If the function does not approximate well using a line

If the starting point is not near enough for decent approximation

6-22-04

Order of Convergence

Some methods are faster than others at converging

p is the zero (solution), E[n] = p - p[n] is the error for iteration n
     * A != 0, R > 0
     * lim[n->∞] E[n+1]/|E[n]|^R = A
     * If R = 1, the convergence is linear
     * If R = 2, the convergence is quadratic

Secant Method

The Newthon Rapson method requires the evaluation of two functions at each iteration (f(x) and f'(x))

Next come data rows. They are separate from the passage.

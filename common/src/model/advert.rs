//! Advertising permits (anuncios publicitarios).

use chrono::NaiveDate;
use serde::{Deserialize, Serialize};

#[derive(Debug, Clone, Copy, PartialEq, Eq, Serialize, Deserialize)]
pub enum AdvertKind {
    #[serde(rename = "PANEL SIMPLE - AZOTEAS")]
    RooftopPanel,
    #[serde(rename = "LETRAS RECORTADAS")]
    CutOutLetters,
    #[serde(rename = "PANEL SIMPLE - ESTACIONES DE SERVICIO")]
    ServiceStationPanel,
    #[serde(rename = "TOLDO SENCILLO")]
    SimpleAwning,
    #[serde(rename = "PANEL SENCILLO Y LUMINOSO")]
    IlluminatedPanel,
}

impl AdvertKind {
    pub const ALL: [AdvertKind; 5] = [
        AdvertKind::RooftopPanel,
        AdvertKind::CutOutLetters,
        AdvertKind::ServiceStationPanel,
        AdvertKind::SimpleAwning,
        AdvertKind::IlluminatedPanel,
    ];

    pub fn label(self) -> &'static str {
        match self {
            AdvertKind::RooftopPanel => "PANEL SIMPLE - AZOTEAS",
            AdvertKind::CutOutLetters => "LETRAS RECORTADAS",
            AdvertKind::ServiceStationPanel => "PANEL SIMPLE - ESTACIONES DE SERVICIO",
            AdvertKind::SimpleAwning => "TOLDO SENCILLO",
            AdvertKind::IlluminatedPanel => "PANEL SENCILLO Y LUMINOSO",
        }
    }

    fn slug(self) -> &'static str {
        match self {
            AdvertKind::RooftopPanel => "panel_simple_azotea",
            AdvertKind::CutOutLetters => "letras_recortadas",
            AdvertKind::ServiceStationPanel => "panel_simple_estacion",
            AdvertKind::SimpleAwning => "toldo_sencillo",
            AdvertKind::IlluminatedPanel => "panel_sencillo_luminoso",
        }
    }

    pub fn evaluation_template(self) -> String {
        format!("plantillas_publicidad/evaluacion_{}.docx", self.slug())
    }

    pub fn certificate_template(self) -> String {
        format!("plantillas_publicidad/certificado_{}.docx", self.slug())
    }

    pub fn uses_thickness(self) -> bool {
        matches!(
            self,
            AdvertKind::IlluminatedPanel | AdvertKind::CutOutLetters | AdvertKind::SimpleAwning
        )
    }

    /// Rooftop panels record the height of their supports.
    pub fn uses_support_height(self) -> bool {
        self == AdvertKind::RooftopPanel
    }
}

/// RUC 10 is a natural person, RUC 20 a legal entity with a representative.
#[derive(Debug, Clone, Copy, PartialEq, Eq, Default, Serialize, Deserialize)]
pub enum TaxpayerKind {
    #[default]
    #[serde(rename = "10")]
    NaturalPerson,
    #[serde(rename = "20")]
    LegalEntity,
}

impl TaxpayerKind {
    pub fn label(self) -> &'static str {
        match self {
            TaxpayerKind::NaturalPerson => "RUC 10 – Persona natural",
            TaxpayerKind::LegalEntity => "RUC 20 – Persona jurídica",
        }
    }
}

#[derive(Debug, Clone, Copy, PartialEq, Eq, Default, Serialize, Deserialize)]
#[serde(rename_all = "UPPERCASE")]
pub enum ValidityKind {
    #[default]
    Indeterminada,
    Temporal,
}

#[derive(Debug, Clone, Copy, PartialEq, Eq, Default, Serialize, Deserialize)]
pub enum ApplicantDocument {
    #[default]
    #[serde(rename = "DNI")]
    Dni,
    #[serde(rename = "CARNET DE EXTRANJERIA")]
    ForeignerCard,
}

impl ApplicantDocument {
    pub fn label(self) -> &'static str {
        match self {
            ApplicantDocument::Dni => "DNI",
            ApplicantDocument::ForeignerCard => "CARNET DE EXTRANJERIA",
        }
    }
}

/// Evaluation data of an advert. Measures are already formatted with two
/// decimals; unused measures are empty.
#[derive(Debug, Clone, PartialEq, Serialize, Deserialize)]
pub struct AdvertEvaluation {
    pub kind: AdvertKind,
    pub taxpayer: TaxpayerKind,
    pub applicant_name: String,
    pub ruc: String,
    pub representative: String,
    pub address: String,
    pub coordinates: String,
    pub length: String,
    pub height: String,
    pub thickness: String,
    pub support_height: String,
    pub faces: u32,
    pub legend: String,
    pub colors: String,
    pub material: String,
    pub location: String,
    pub advert_number: String,
    pub ds_number: String,
    pub intake_date: NaiveDate,
    pub report_date: NaiveDate,
    pub year: i32,
}

/// Last certificate issued in a session, kept until it is saved to the registry.
#[derive(Debug, Clone, PartialEq, Serialize, Deserialize)]
pub struct AdvertCertificate {
    pub evaluation: AdvertEvaluation,
    pub certificate_number: String,
    pub certificate_date: NaiveDate,
    pub validity: String,
    pub ordinance: String,
    pub physical: String,
    pub technical: String,
    pub document_type: ApplicantDocument,
    pub document_number: String,
    pub receipt_number: String,
}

This method requires only one evaluation of f(x)

Order of convergence with a single root is ~1.618

Uses two initial points p[0], p[1] close to the root

6-23-04

Secant method (started last time)

Approximates Newthon-Rapson method if x[1] -> x[0]

x[2] = x[1] - (f(x[1]))((x[1] - x[0])/(f(x[1]) - f(x[0])))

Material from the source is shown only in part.